I began each presentation by integrating my personal life experiences as a minoritized person in the U.S., which allowed me to explain concepts such as equality, equity, racism and bias to ultimately meet the audience where they were, addressing the first CHEC principle. To advance the presentation, I wove in data from existing literature to communicate health equity as a “we” issue, or the second CHEC principle. Finally, each lecture ended with a concrete example demonstrating a successful intervention addressing the highlighted disparity from earlier sections of the presentation.

This framed health equity as achievable, the third CHEC principle. For example, the course’s first lecture focused on social determinants of health and the role of healthcare professionals in identifying disparities. Following the above framework, I started the lecture with a story of my upbringing in Detroit, Michigan, and the residential segregation I experienced during my childhood. I explained how the residential segregation resulted in differences in education and health care access.

As I transitioned from my personal experience, I presented the significant findings of several research articles that described the impacts of residential segregation on health and the transmission of infectious diseases, with an intentional focus on HIV. I concluded the presentation with a reference that discussed a community-based intervention led by pharmacists to address HIV pre-exposure prophylaxis health care access barriers within socially vulnerable communities. I used this framework for each successive lecture I created and delivered for the course.

Assessing impact and next steps

Because this was a new course and teaching style for me, I also included a research component to investigate whether the material influenced the student’s perceptions and attitudes related to racism and its impact on antimicrobial resistance and vaccine equity. I also wanted to understand the class’s impact on the students’ perception of their role in addressing the inequities described throughout the course.

The research was a voluntary pre-/post-intervention study that included knowledge-based questions on social determinants of health, antimicrobial resistance, and vaccine equity and several survey questions about the students’ interest and confidence in participating in a community-based intervention to address health inequities.
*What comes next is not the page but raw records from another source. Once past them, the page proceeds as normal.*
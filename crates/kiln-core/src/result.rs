//! Execution requests and results.

use serde::{Deserialize, Serialize};
use std::fmt;
use std::time::Duration;

/// Error text reported for runs that hit their deadline.
pub const TIMEOUT_MESSAGE: &str = "Execution timeout";

/// Exit code reported for every failure that is not the program's own.
pub const FAILURE_EXIT_CODE: i64 = 1;

/// A request to run one program.
#[derive(Debug, Clone, PartialEq, Eq, Deserialize)]
pub struct ExecutionRequest {
    /// Language id, e.g. `python`.
    pub language: String,
    /// Source text.
    pub code: String,
    /// Text written once to the program's stdin.
    #[serde(default, alias = "input")]
    pub stdin: Option<String>,
}

impl ExecutionRequest {
    /// Request without stdin.
    pub fn new(language: impl Into<String>, code: impl Into<String>) -> Self {
        Self {
            language: language.into(),
            code: code.into(),
            stdin: None,
        }
    }

    /// Attach one-shot stdin.
    pub fn with_stdin(mut self, stdin: impl Into<String>) -> Self {
        self.stdin = Some(stdin.into());
        self
    }
}

/// How a run ended.
#[derive(Debug, Clone, Copy, PartialEq, Eq, Serialize)]
#[serde(rename_all = "snake_case")]
pub enum Outcome {
    /// Exit code zero.
    Success,
    /// The program ran to completion with a nonzero exit code.
    RuntimeError,
    /// The deadline expired and the sandbox was killed.
    Timeout,
    /// Provisioning or sandbox setup failed; user code never ran.
    InfraError,
    /// The language id is not registered.
    UnsupportedLanguage,
}

impl fmt::Display for Outcome {
    fn fmt(&self, f: &mut fmt::Formatter<'_>) -> fmt::Result {
        match self {
            Self::Success => write!(f, "success"),
            Self::RuntimeError => write!(f, "runtime_error"),
            Self::Timeout => write!(f, "timeout"),
            Self::InfraError => write!(f, "infra_error"),
            Self::UnsupportedLanguage => write!(f, "unsupported_language"),
        }
    }
}

/// Normalized result of one execution.
///
/// Serializes to `{ output, error, exitCode, executionTime }`.
#[derive(Debug, Clone, PartialEq, Eq, Serialize)]
#[serde(rename_all = "camelCase")]
pub struct ExecutionResult {
    /// Captured stdout.
    pub output: String,
    /// Captured stderr, or a failure message.
    pub error: String,
    /// Program exit code, or 1 for engine-side failures.
    pub exit_code: i64,
    /// Wall time in milliseconds.
    #[serde(rename = "executionTime")]
    pub execution_time_ms: u64,
    /// Outcome classification.
    #[serde(skip)]
    pub outcome: Outcome,
}

impl ExecutionResult {
    /// Classify a program that ran to completion.
    pub fn exited(output: String, error: String, exit_code: i64, elapsed: Duration) -> Self {
        let outcome = if exit_code == 0 {
            Outcome::Success
        } else {
            Outcome::RuntimeError
        };
        Self {
            output,
            error,
            exit_code,
            execution_time_ms: millis(elapsed),
            outcome,
        }
    }

    /// A run that was killed at its deadline; partial output is dropped.
    pub fn timeout(elapsed: Duration) -> Self {
        Self::failure(Outcome::Timeout, TIMEOUT_MESSAGE.to_string(), elapsed)
    }

    /// A failure before the program started running.
    pub fn infra_error(message: impl Into<String>, elapsed: Duration) -> Self {
        Self::failure(Outcome::InfraError, message.into(), elapsed)
    }

    /// A request for a language outside the registry.
    pub fn unsupported_language(message: impl Into<String>, elapsed: Duration) -> Self {
        Self::failure(Outcome::UnsupportedLanguage, message.into(), elapsed)
    }

    /// Whether the program exited with code zero.
    pub fn is_success(&self) -> bool {
        self.outcome == Outcome::Success
    }

    fn failure(outcome: Outcome, error: String, elapsed: Duration) -> Self {
        Self {
            output: String::new(),
            error,
            exit_code: FAILURE_EXIT_CODE,
            execution_time_ms: millis(elapsed),
            outcome,
        }
    }
}

fn millis(elapsed: Duration) -> u64 {
    u64::try_from(elapsed.as_millis()).unwrap_or(u64::MAX)
}
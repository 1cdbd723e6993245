//! The container runtime abstraction the sandbox layer is written against.

use crate::config::ContainerConfig;
use crate::error::Result;
use async_trait::async_trait;
use bytes::Bytes;
use futures::future::BoxFuture;
use futures::stream::BoxStream;
use std::fmt;
use std::pin::Pin;
use tokio::io::AsyncWrite;

/// Runtime-assigned identifier of a created container.
#[derive(Debug, Clone, PartialEq, Eq, Hash)]
pub struct ContainerId(String);

impl ContainerId {
    /// Wrap a runtime-assigned id.
    pub fn new(id: impl Into<String>) -> Self {
        Self(id.into())
    }

    /// Borrow the id as a string.
    pub fn as_str(&self) -> &str {
        &self.0
    }

    /// Abbreviated form for logs.
    pub fn short(&self) -> &str {
        let end = self.0.len().min(12);
        self.0.get(..end).unwrap_or(&self.0)
    }
}

impl fmt::Display for ContainerId {
    fn fmt(&self, f: &mut fmt::Formatter<'_>) -> fmt::Result {
        f.write_str(&self.0)
    }
}

/// One demultiplexed chunk of the container's combined output channel.
#[derive(Debug, Clone, PartialEq, Eq)]
pub enum OutputFrame {
    /// Bytes written to stdout
    Stdout(Bytes),
    /// Bytes written to stderr
    Stderr(Bytes),
    /// Echoed stdin or raw console bytes
    Other(Bytes),
}

/// Stream of output frames, ended by end-of-stream.
pub type FrameStream = BoxStream<'static, Result<OutputFrame>>;

/// Write side of the container's stdin.
pub type InputSink = Pin<Box<dyn AsyncWrite + Send>>;

/// Future resolving to the container's exit code.
pub type ExitFuture = BoxFuture<'static, Result<i64>>;

/// Both ends of an attach session.
pub struct Attached {
    /// Demultiplexed stdout/stderr frames.
    pub output: FrameStream,
    /// Stdin writer; a no-op sink when stdin was not requested.
    pub input: InputSink,
}

impl fmt::Debug for Attached {
    fn fmt(&self, f: &mut fmt::Formatter<'_>) -> fmt::Result {
        f.debug_struct("Attached").finish_non_exhaustive()
    }
}

/// Operations kiln needs from a container runtime.
///
/// Every method operates on a single container and implementations must be
/// safe to share between concurrent requests without locking.
#[async_trait]
pub trait ContainerRuntime: Send + Sync + 'static {
    /// Check that the runtime daemon answers.
    async fn ping(&self) -> Result<()>;

    /// Whether `image` is available locally.
    async fn image_present(&self, image: &str) -> Result<bool>;

    /// Pull `image` and wait for the pull to finish.
    async fn pull_image(&self, image: &str) -> Result<()>;

    /// Create (but do not start) a container named `name`.
    async fn create(&self, name: &str, config: &ContainerConfig) -> Result<ContainerId>;

    /// Register interest in the container's next exit.
    ///
    /// Must be called before [`start`](Self::start) so that an auto-removed
    /// container cannot disappear before its status is read.
    fn exit_status(&self, id: &ContainerId) -> ExitFuture;

    /// Extract a tar archive into `path` inside the container.
    async fn upload_archive(&self, id: &ContainerId, path: &str, archive: Bytes) -> Result<()>;

    /// Attach to stdout/stderr and, if `stdin` is set, stdin.
    async fn attach(&self, id: &ContainerId, stdin: bool) -> Result<Attached>;

    /// Start the container process.
    async fn start(&self, id: &ContainerId) -> Result<()>;

    /// Send SIGKILL to the container.
    async fn kill(&self, id: &ContainerId) -> Result<()>;

    /// Force-remove the container. Removing a container that is already gone
    /// succeeds.
    async fn remove(&self, id: &ContainerId) -> Result<()>;

    /// Whether the container is still known to the runtime.
    async fn exists(&self, id: &ContainerId) -> Result<bool>;
}
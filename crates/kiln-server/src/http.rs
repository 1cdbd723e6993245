//! HTTP API.
//!
//! ## Endpoints
//!
//! - `POST /api/execute` - Run a program, body `{ language, code, input? }`
//! - `GET /api/execute/languages` - Supported language ids
//! - `GET /api/execute/health` - Container runtime reachability
//! - `GET /health` - Liveness

use crate::types::{
    ErrorResponse, ExecuteParams, ExecuteResponse, LanguagesResponse, RuntimeHealthResponse,
};
use axum::{
    extract::{rejection::JsonRejection, DefaultBodyLimit, State},
    http::StatusCode,
    response::{IntoResponse, Json, Response},
    routing::{get, post},
    Router,
};
use kiln_core::Executor;
use std::sync::Arc;
use tower_http::cors::{Any, CorsLayer};
use tower_http::trace::TraceLayer;

/// Headroom for JSON framing and escaping on top of the input limits.
const BODY_OVERHEAD_BYTES: usize = 64 * 1024;

/// Shared handler state.
#[derive(Clone)]
pub struct AppState {
    executor: Arc<Executor>,
    max_input_bytes: usize,
}

impl AppState {
    /// Wrap an executor, rejecting `code` or `input` larger than `max_input_bytes`.
    pub fn new(executor: Arc<Executor>, max_input_bytes: usize) -> Self {
        Self {
            executor,
            max_input_bytes,
        }
    }
}

/// Build the HTTP router.
///
/// The returned router can be served directly with axum or composed
/// into a larger application.
pub fn build_router(state: AppState) -> Router {
    tracing::debug!("Building HTTP router");

    // code and input may each be at the limit
    let body_limit = state
        .max_input_bytes
        .saturating_mul(2)
        .saturating_add(BODY_OVERHEAD_BYTES);

    let router = Router::new()
        .route("/health", get(health_handler))
        .route("/api/execute", post(execute_handler))
        .route("/api/execute/languages", get(languages_handler))
        .route("/api/execute/health", get(runtime_health_handler))
        .layer(DefaultBodyLimit::max(body_limit))
        .layer(
            CorsLayer::new()
                .allow_origin(Any)
                .allow_methods(Any)
                .allow_headers(Any),
        )
        .layer(TraceLayer::new_for_http())
        .with_state(state);

    tracing::debug!(
        body_limit,
        "HTTP router built with routes: /health, /api/execute, /api/execute/languages, /api/execute/health"
    );
    router
}

/// Liveness endpoint.
async fn health_handler() -> impl IntoResponse {
    tracing::trace!("Health check request");
    Json(serde_json::json!({
        "status": "healthy",
        "service": "kiln-server"
    }))
}

async fn execute_handler(
    State(state): State<AppState>,
    payload: Result<Json<ExecuteParams>, JsonRejection>,
) -> Response {
    let Json(params) = match payload {
        Ok(payload) => payload,
        Err(rejection) => {
            tracing::debug!(error = %rejection, "Rejected execute request");
            return invalid_input(rejection.body_text());
        }
    };

    if let Err(details) = check_sizes(&params, state.max_input_bytes) {
        tracing::debug!(details = %details, "Rejected oversized execute request");
        return invalid_input(details);
    }

    let result = state.executor.execute(params.into()).await;
    Json(ExecuteResponse { result }).into_response()
}

async fn languages_handler(State(state): State<AppState>) -> impl IntoResponse {
    Json(LanguagesResponse {
        languages: state.executor.list_languages(),
    })
}

async fn runtime_health_handler(State(state): State<AppState>) -> impl IntoResponse {
    let healthy = state.executor.health_check().await;
    tracing::trace!(healthy, "Runtime health check");
    Json(RuntimeHealthResponse::new(healthy))
}

fn check_sizes(params: &ExecuteParams, limit: usize) -> Result<(), String> {
    if params.code.len() > limit {
        return Err(format!("code exceeds {limit} bytes"));
    }
    if params.input.as_ref().is_some_and(|input| input.len() > limit) {
        return Err(format!("input exceeds {limit} bytes"));
    }
    Ok(())
}

fn invalid_input(details: impl Into<String>) -> Response {
    (
        StatusCode::BAD_REQUEST,
        Json(ErrorResponse::invalid_input(details)),
    )
        .into_response()
}

/// Start the HTTP server.
///
/// This function runs until the server is shut down via the provided
/// shutdown signal.
pub async fn serve(
    state: AppState,
    addr: std::net::SocketAddr,
    shutdown: impl std::future::Future<Output = ()> + Send + 'static,
) -> Result<(), std::io::Error> {
    let router = build_router(state);

    tracing::info!(%addr, "Starting HTTP server");

    let listener = tokio::net::TcpListener::bind(addr).await?;
    tracing::debug!(%addr, "TCP listener bound");

    axum::serve(listener, router)
        .with_graceful_shutdown(shutdown)
        .await
}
While the results have yet to be presented or published, 33 students participated in the pre-/post-survey study, and I noted a 20% increase from baseline in the post-intervention assessment of the knowledge-based questions. Ninety percent of students reported that they were “very likely” to partake in a community engagement health intervention following the course. I intend to revisit and refine the material before it is offered in the spring of 2025. However, the preliminary results offer a slight nod to the proficiency of the provided content, which increases my confidence in using this framework for course content development.

As ID professionals, we must pass down what we have learned to future generations. I hope the lessons I learned in creating this course will help others advance equity-focused learning and interventions.

Photo: Jacinda C. Abdul-Mutakabbir PharmD, MPH, gives a presentation on interventions developed to address health inequities to students enrolled in the course “Exploring the Intersection of Racism, Antimicrobial Resistance and Vaccine Equity.”